PROBLEM TO WORK ON
Determine the count of lines in the following entries that contain the string "failed". Write only the number.

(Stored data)
————————

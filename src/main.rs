//! Headless loopback demo.
//!
//! Runs an authoritative server and a predicting client in one process,
//! connected by an in-memory link with fixed latency and periodic packet
//! loss. A scripted player walks, sprints, jumps and crouches through a
//! low-gravity region while the client reconciles against the server's
//! snapshots.
//!
//! `RUST_LOG=debug` shows every replay, `RUST_LOG=trace` every prediction.

use std::collections::VecDeque;
use std::sync::{Arc, Mutex};
use std::time::Duration;

use glam::{Vec2, Vec3};
use vantage_game::{
    FrameInput, InputSampler, LandingTracker, ReconcileOutcome, Simulation, SimulationConfig, TickClock,
    TickListener, Volume, VolumeKind,
};
use vantage_physics::{CharacterMotor, PlaneWorld, Tick};
use vantage_protocol::{decode, encode, Delivery, NetMessage};

const PLAYER: u32 = 1;
const FRAME_RATE: u32 = 120;
const DEMO_SECONDS: u32 = 12;
const LATENCY_TICKS: Tick = 3;
const DROP_EVERY: u64 = 9;

/// One direction of the in-memory link.
#[derive(Default)]
struct Link {
    in_flight: VecDeque<(Tick, Vec<u8>)>,
    sent: u64,
    dropped: u64,
}

impl Link {
    fn send(&mut self, now: Tick, message: &NetMessage) {
        self.sent += 1;
        if self.sent % DROP_EVERY == 0 {
            self.dropped += 1;
            return;
        }
        match encode(message) {
            Ok(bytes) => self.in_flight.push_back((now + LATENCY_TICKS, bytes)),
            Err(err) => log::error!("failed to encode message: {}", err),
        }
    }

    fn receive(&mut self, now: Tick) -> Vec<NetMessage> {
        let mut delivered = Vec::new();
        while self.in_flight.front().is_some_and(|(at, _)| *at <= now) {
            let Some((_, bytes)) = self.in_flight.pop_front() else {
                break;
            };
            match decode(&bytes) {
                Ok(message) => delivered.push(message),
                Err(err) => log::error!("failed to decode message: {}", err),
            }
        }
        delivered
    }
}

struct ServerPeer {
    simulation: Simulation,
    /// Clock tick the server starts simulating on, so the client leads it.
    start_after: Tick,
    inbound: Arc<Mutex<Link>>,
    outbound: Arc<Mutex<Link>>,
}

impl TickListener for ServerPeer {
    fn on_tick(&mut self, clock_tick: Tick) {
        if clock_tick <= self.start_after {
            return;
        }

        for message in lock(&self.inbound).receive(clock_tick) {
            if let Err(err) = message.deliver(&mut self.simulation) {
                log::warn!("server rejected message: {}", err);
            }
        }

        self.simulation.tick(&[]);

        let mut outbound = lock(&self.outbound);
        for outgoing in self.simulation.drain_outgoing() {
            outbound.send(clock_tick, &NetMessage::from(outgoing));
        }
    }
}

struct ClientPeer {
    simulation: Simulation,
    sampler: InputSampler,
    inbound: Arc<Mutex<Link>>,
    outbound: Arc<Mutex<Link>>,
    corrections: u32,
    replayed_ticks: usize,
}

impl TickListener for ClientPeer {
    fn on_tick(&mut self, clock_tick: Tick) {
        for message in lock(&self.inbound).receive(clock_tick) {
            match message.deliver(&mut self.simulation) {
                Ok(Delivery::Reconciled(ReconcileOutcome::Applied { replayed })) if replayed > 0 => {
                    self.corrections += 1;
                    self.replayed_ticks += replayed;
                }
                Ok(_) => {}
                Err(err) => log::warn!("client rejected message: {}", err),
            }
        }

        let input = self.sampler.sample();
        let report = self.simulation.tick(&[(PLAYER, input)]);
        for failure in &report.failures {
            log::warn!("client tick {} failed: {}", report.tick, failure);
        }

        let mut outbound = lock(&self.outbound);
        for outgoing in self.simulation.drain_outgoing() {
            outbound.send(clock_tick, &NetMessage::from(outgoing));
        }
    }
}

fn lock<T: ?Sized>(mutex: &Mutex<T>) -> std::sync::MutexGuard<'_, T> {
    mutex.lock().unwrap_or_else(|poisoned| poisoned.into_inner())
}

/// Scripted player input for a frame.
fn scripted_frame(frame: u32) -> FrameInput {
    let seconds = frame as f32 / FRAME_RATE as f32;
    let mut input = FrameInput {
        vertical: 1.0,
        ..Default::default()
    };

    match seconds {
        s if s < 2.0 => {}
        s if s < 4.0 => {
            input.sprint = true;
            input.look_delta = Vec2::new(0.002, 0.0);
        }
        s if s < 5.0 => input.jump = frame % (FRAME_RATE / 2) == 0,
        s if s < 7.0 => {
            input.crouch = true;
            input.sprint = true;
            input.horizontal = 1.0;
        }
        s if s < 9.0 => input.look_delta = Vec2::new(-0.003, 0.001),
        _ => {
            input.vertical = 0.0;
            input.jump = frame % FRAME_RATE == 0;
        }
    }
    input
}

fn build_world() -> Arc<dyn CharacterMotor> {
    Arc::new(PlaneWorld::flat(0.0))
}

fn low_gravity_region() -> Volume {
    Volume::new(
        Vec3::new(12.0, -1.0, -20.0),
        Vec3::new(20.0, 10.0, 20.0),
        VolumeKind::Gravity(Vec3::new(0.0, -3.0, 0.0)),
    )
}

fn main() {
    env_logger::Builder::from_env(env_logger::Env::default().default_filter_or("info")).init();

    let config = SimulationConfig::default();
    let world = build_world();

    let client_to_server = Arc::new(Mutex::new(Link::default()));
    let server_to_client = Arc::new(Mutex::new(Link::default()));

    let mut server = Simulation::server(config.clone());
    server.add_volume(low_gravity_region());
    let server_landings = Arc::new(Mutex::new(LandingTracker::new()));
    server.add_listener(Box::new(server_landings.clone()));

    let mut client = Simulation::client(config.clone());
    client.add_volume(low_gravity_region());
    let client_landings = Arc::new(Mutex::new(LandingTracker::new()));
    client.add_listener(Box::new(client_landings.clone()));

    let spawn = Vec3::new(0.0, 0.5, 0.0);
    if let Err(err) = server
        .spawn_entity(PLAYER, false, world.clone(), spawn)
        .and_then(|_| client.spawn_entity(PLAYER, true, world.clone(), spawn))
    {
        log::error!("failed to spawn player: {}", err);
        return;
    }

    let server = Arc::new(Mutex::new(ServerPeer {
        simulation: server,
        start_after: LATENCY_TICKS + 2,
        inbound: client_to_server.clone(),
        outbound: server_to_client.clone(),
    }));
    let client = Arc::new(Mutex::new(ClientPeer {
        sampler: InputSampler::new(config.look, &config.movement),
        simulation: client,
        inbound: server_to_client.clone(),
        outbound: client_to_server.clone(),
        corrections: 0,
        replayed_ticks: 0,
    }));

    let mut clock = TickClock::new(config.tick_rate);
    clock.subscribe(1, server.clone());
    clock.subscribe(2, client.clone());

    log::info!(
        "running {}s at {} ticks/s, {} ticks latency, dropping every {}th packet",
        DEMO_SECONDS,
        config.tick_rate,
        LATENCY_TICKS,
        DROP_EVERY
    );

    let frame_duration = Duration::from_secs(1) / FRAME_RATE;
    for frame in 0..FRAME_RATE * DEMO_SECONDS {
        lock(&client).sampler.record_frame(&scripted_frame(frame));

        if clock.advance(frame_duration) > 0 && clock.tick() % config.tick_rate == 0 {
            let client = lock(&client);
            if let Some(targets) = client.simulation.render_targets(PLAYER) {
                log::info!(
                    "tick {:>4}: position ({:6.2}, {:5.2}, {:6.2}) {:?} crouch height {:.2} camera yaw {:.2}",
                    clock.tick(),
                    targets.position.x,
                    targets.position.y,
                    targets.position.z,
                    targets.ground_phase,
                    targets.crouch_height,
                    client.sampler.local_look().yaw
                );
            }
        }
    }

    clock.unsubscribe(1);
    clock.unsubscribe(2);

    let server = lock(&server);
    let client = lock(&client);
    let (Some(authoritative), Some(predicted)) =
        (server.simulation.entity(PLAYER), client.simulation.entity(PLAYER))
    else {
        return;
    };

    log::info!(
        "server at tick {}, client at tick {} ({} ticks ahead)",
        server.simulation.current_tick(),
        client.simulation.current_tick(),
        client.simulation.current_tick().saturating_sub(server.simulation.current_tick())
    );
    log::info!(
        "client corrected {} times, replaying {} ticks",
        client.corrections,
        client.replayed_ticks
    );
    let (upstream_sent, upstream_dropped) = {
        let link = lock(&client_to_server);
        (link.sent, link.dropped)
    };
    let (downstream_sent, downstream_dropped) = {
        let link = lock(&server_to_client);
        (link.sent, link.dropped)
    };
    log::info!(
        "packets: client->server {} sent / {} dropped, server->client {} sent / {} dropped",
        upstream_sent,
        upstream_dropped,
        downstream_sent,
        downstream_dropped
    );
    log::info!(
        "final positions: server {:?}, client {:?}",
        authoritative.physical.position,
        predicted.physical.position
    );
    log::info!(
        "landings: {} genuine on server, {} audible on client",
        lock(&server_landings).genuine_landings().len(),
        lock(&client_landings).audible_landings().len()
    );
}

————————

TASK SOLUTION
4